La scoperta che il Papillomavirus (HPV) è l’agente eziologico del carcinoma della cervice uterina è di Harald zur Hausen. Il ricercatore, Nobel per la Medicina nel 2008, ha dimostrato che l’HPV può trovarsi sul collo uterino allo stato latente e che la sua presenza può essere riconosciuta tramite l’HPV-DNA test. I suoi studi hanno permesso di capire il modo con cui l’HPV scatena il tumore consentendo di mettere a punto due vaccini: CERVARIX per i ceppi 16/18 e GARDASIL per i ceppi 6/11/16/18. L’HPV è una grande famiglia di virus suddivisa in gruppi ad alto, medio e basso rischio di progressione in cancro. Il gruppo ad alto rischio comprende 15 ceppi.

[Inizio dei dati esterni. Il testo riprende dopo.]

// Banyan Shield - Content Security Policy service for the Banyan console
//
// Builds the console's CSP for each runtime mode, attaches it (and the
// companion security headers) to every response, and receives the violation
// reports browsers send back.

pub use banyan_config;
pub use banyan_core;
pub use banyan_report;
pub use banyan_security;

pub use banyan_core::{Error, HttpRequest, HttpResponse, RequestHandler, RuntimeMode, Server};

use async_trait::async_trait;
use banyan_config::ShieldConfig;
use banyan_report::{CspReportController, REPORT_PATH, ReportResult};
use banyan_security::{SecurityMiddleware, generate_nonce};
use serde_json::json;
use tracing::debug;

/// Path of the liveness route.
pub const HEALTH_PATH: &str = "/health";

/// Response header carrying the per-response nonce when strict CSP is on.
pub const NONCE_HEADER: &str = "X-Nonce";

/// The application: routes requests and secures every response.
#[derive(Debug, Clone)]
pub struct ShieldApp {
    mode: RuntimeMode,
    strict_csp: bool,
    security: SecurityMiddleware,
    reports: CspReportController,
}

impl ShieldApp {
    pub fn new(mode: RuntimeMode, reports: CspReportController) -> Self {
        Self {
            mode,
            strict_csp: false,
            security: SecurityMiddleware::for_mode(mode),
            reports,
        }
    }

    /// Application wired from a loaded configuration.
    pub fn from_config(config: &ShieldConfig) -> ReportResult<Self> {
        let reports = CspReportController::from_config(config)?;
        Ok(Self::new(config.mode, reports)
            .report_only(config.report_only)
            .strict_csp(config.strict_csp))
    }

    /// Send the policy as `Content-Security-Policy-Report-Only`.
    pub fn report_only(mut self, enabled: bool) -> Self {
        self.security = self.security.report_only(enabled);
        self
    }

    /// Use the nonce-scoped strict policy with a fresh nonce per response.
    pub fn strict_csp(mut self, enabled: bool) -> Self {
        self.strict_csp = enabled;
        self
    }

    pub fn with_security(mut self, security: SecurityMiddleware) -> Self {
        self.security = security;
        self
    }

    pub fn mode(&self) -> RuntimeMode {
        self.mode
    }

    pub fn security(&self) -> &SecurityMiddleware {
        &self.security
    }

    fn route(&self, req: &HttpRequest) -> Result<HttpResponse, Error> {
        match req.path.as_str() {
            REPORT_PATH => self.reports.handle(req),
            HEALTH_PATH => HttpResponse::ok().with_json(&json!({
                "status": "ok",
                "mode": self.mode.as_str(),
            })),
            other => Err(Error::NotFound(other.to_string())),
        }
    }

    fn secure(&self, response: HttpResponse) -> HttpResponse {
        if self.strict_csp {
            let nonce = generate_nonce();
            self.security
                .apply_with_nonce(response, &nonce)
                .with_header(NONCE_HEADER, nonce)
        } else {
            self.security.apply(response)
        }
    }
}

#[async_trait]
impl RequestHandler for ShieldApp {
    async fn handle(&self, req: HttpRequest) -> Result<HttpResponse, Error> {
        debug!(method = %req.method, path = %req.path, "Handling request");

        let response = match self.route(&req) {
            Ok(response) => response,
            Err(err) => err.into_response(),
        };

        Ok(self.secure(response))
    }
}

// Prelude for common imports
pub mod prelude {
    pub use crate::{HEALTH_PATH, NONCE_HEADER, ShieldApp};
    pub use banyan_config::{ReportingConfig, ShieldConfig};
    pub use banyan_core::{Error, HttpRequest, HttpResponse, RequestHandler, RuntimeMode, Server};
    pub use banyan_report::{CspReportController, ReportForwarder, ViolationSink};
    pub use banyan_security::{
        CspPolicy, CspViolation, SecurityMiddleware, build_nonce_scoped_policy, generate_nonce,
        is_known_directive_name, parse_policy, policy_for_mode, validate_violation_report,
    };
}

La campagna di vaccinazione gratuita rivolta alle ragazze al compimento dell’undicesimo anno di età avviato già nel 2008 dal Ministero della Salute non ha ottenuto la copertuna aspettata. Questo per varie ragioni. In primis per molte mamme non è semplice accettare che le proprie bambine undicenni debbano fare una vaccinazione per una infezione che si contrae sessualmente. In molte realtà locali, inoltre, operano comitati anti-vaccinazioni che contribuiscono ad abbassare l’adesione a tutti i programmi vaccinali regionali.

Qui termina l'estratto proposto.